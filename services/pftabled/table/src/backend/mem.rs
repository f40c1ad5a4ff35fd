//! In-memory table backend for development and testing

use crate::{FilterTable, TableError};
use async_trait::async_trait;
use dashmap::DashMap;
use pftabled_wire::TableName;
use std::collections::BTreeSet;
use std::net::Ipv4Addr;
use tracing::debug;

/// In-memory filter table implementation.
///
/// Each table is an independent set of `(address, prefix)` pairs. Removing
/// an absent entry and flushing an absent table both succeed, matching pf's
/// idempotent table semantics.
#[derive(Default)]
pub struct MemoryTable {
    tables: DashMap<TableName, BTreeSet<(Ipv4Addr, u8)>>,
}

impl MemoryTable {
    /// Create an empty backend
    pub fn new() -> Self {
        Self::default()
    }

    /// Snapshot the entries of one table, in address order
    pub fn entries(&self, table: &TableName) -> Vec<(Ipv4Addr, u8)> {
        self.tables
            .get(table)
            .map(|set| set.iter().copied().collect())
            .unwrap_or_default()
    }

    /// Number of entries in one table
    pub fn len(&self, table: &TableName) -> usize {
        self.tables.get(table).map(|set| set.len()).unwrap_or(0)
    }

    /// Whether a table has no entries
    pub fn is_empty(&self, table: &TableName) -> bool {
        self.len(table) == 0
    }
}

#[async_trait]
impl FilterTable for MemoryTable {
    async fn add(&self, table: &TableName, addr: Ipv4Addr, mask: u8) -> Result<(), TableError> {
        debug!("mem add <{}> {}/{}", table, addr, mask);
        self.tables.entry(*table).or_default().insert((addr, mask));
        Ok(())
    }

    async fn remove(&self, table: &TableName, addr: Ipv4Addr, mask: u8) -> Result<(), TableError> {
        debug!("mem del <{}> {}/{}", table, addr, mask);
        if let Some(mut set) = self.tables.get_mut(table) {
            set.remove(&(addr, mask));
        }
        Ok(())
    }

    async fn clear(&self, table: &TableName) -> Result<(), TableError> {
        debug!("mem flush <{}>", table);
        if let Some(mut set) = self.tables.get_mut(table) {
            set.clear();
        }
        Ok(())
    }
}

········

> Exercise objective:
What lines in the listing above contain the word "backend"? Show each one.

> Response box:
filename services/pftabled/table/src/backend/mem.rs
//! In-memory table backend for development and testing
    /// Create an empty backend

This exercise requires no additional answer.